According to President Barack Obama, the defining challenge of our time is “making sure our economy works for every working American.” In a recent speech, the president noted that “the American people’s frustrations with Washington are at an all-time high.”

He said the reason is their daily struggles “to make ends meet, to pay for college, buy a home, save for retirement. It’s rooted in the nagging sense that no matter how hard they work, the deck is stacked against them. And it’s rooted in the fear that their kids won’t be better off than they were.”

True enough, those fears do exist, but they crop up in every generation. Those frustrations are shortsighted, and Obama should not be encouraging them. He should call to mind our inherited economic advantages that they can use, instead of expecting Washington to provide antidotes to their frustration.

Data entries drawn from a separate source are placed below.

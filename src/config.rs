//! Service Configuration
//!
//! Environment-driven configuration with sensible defaults. Startup proceeds
//! without provider API keys; the corresponding adapters degrade (LLM calls
//! fail, search returns empty results).

use std::path::PathBuf;

/// Default HTTP port
const DEFAULT_PORT: u16 = 3001;

/// Runtime environment, controls diagnostic verbosity
#[derive(Debug, Clone, Copy, PartialEq, Eq)]
pub enum Environment {
    Development,
    Production,
}

/// Service configuration loaded from the environment
#[derive(Debug, Clone)]
pub struct AppConfig {
    /// HTTP listen port (`PORT`, default 3001)
    pub port: u16,
    /// SQLite database location (`DATABASE_PATH`; `:memory:` for ephemeral)
    pub database_path: PathBuf,
    /// OpenAI API key (`OPENAI_API_KEY`); absent → LLM calls fail
    pub openai_api_key: Option<String>,
    /// Tavily API key (`TAVILY_API_KEY`); absent → search always empty
    pub tavily_api_key: Option<String>,
    /// Runtime environment (`APP_ENV`, default development)
    pub environment: Environment,
}

impl AppConfig {
    /// Load configuration from environment variables.
    pub fn from_env() -> Self {
        let port = std::env::var("PORT")
            .ok()
            .and_then(|v| v.parse::<u16>().ok())
            .unwrap_or(DEFAULT_PORT);

        let database_path = std::env::var("DATABASE_PATH")
            .map(PathBuf::from)
            .unwrap_or_else(|_| default_database_path());

        let environment = match std::env::var("APP_ENV").as_deref() {
            Ok("production") => Environment::Production,
            _ => Environment::Development,
        };

        Self {
            port,
            database_path,
            openai_api_key: non_empty_env("OPENAI_API_KEY"),
            tavily_api_key: non_empty_env("TAVILY_API_KEY"),
            environment,
        }
    }

    pub fn is_development(&self) -> bool {
        self.environment == Environment::Development
    }
}

impl Default for AppConfig {
    fn default() -> Self {
        Self {
            port: DEFAULT_PORT,
            database_path: PathBuf::from(":memory:"),
            openai_api_key: None,
            tavily_api_key: None,
            environment: Environment::Development,
        }
    }
}

fn non_empty_env(key: &str) -> Option<String> {
    std::env::var(key)
        .ok()
        .map(|v| v.trim().to_string())
        .filter(|v| !v.is_empty())
}

fn default_database_path() -> PathBuf {
    if let Some(data_dir) = dirs::data_local_dir() {
        return data_dir.join("deep-research").join("research.db");
    }
    std::env::temp_dir().join("deep-research").join("research.db")
}

#[cfg(test)]
mod tests {
    use super::*;

    #[test]
    fn test_default_config() {
        let config = AppConfig::default();
        assert_eq!(config.port, DEFAULT_PORT);
        assert!(config.is_development());
        assert!(config.openai_api_key.is_none());
    }

    #[test]
    fn test_default_database_path_is_absolute() {
        assert!(default_database_path().is_absolute());
    }
}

Young middle-class Americans as a group enjoy better opportunities to be better educated, better housed, better able to save, and generally better off than their parents, far better off than their grandparents, and unimaginably better endowed than their great-grandparents, who came of age 100 years ago. Barring a catastrophe, their children have a good chance to enlarge the economic opportunities for another American generation.

This is not the best of all possible worlds, but consider some elements of normal American life that have disappeared in the past century, bettering our lives: farm labor, especially plowing behind a mule; walking from slums to unsafe, unhealthy factory work; home coal stoves for cooking and heating; coal mining with pick and shovel; the typing pool; reading, writing, and arithmetic as a sufficient education; college only for the rich and the lucky, with tuition always paid in cash; the military draft; explicit racial and ethnic oppression enforced by law; the five-year mortgage; dirty drinking water from dirty wells and rivers; death by infectious diseases too numerous to list; privation and even starvation in old age.

Government set the standards for many of these changes, but rising national productivity made them possible. Most Americans no longer use their muscles at work; they use machines, chemicals, and computers, which make them more productive.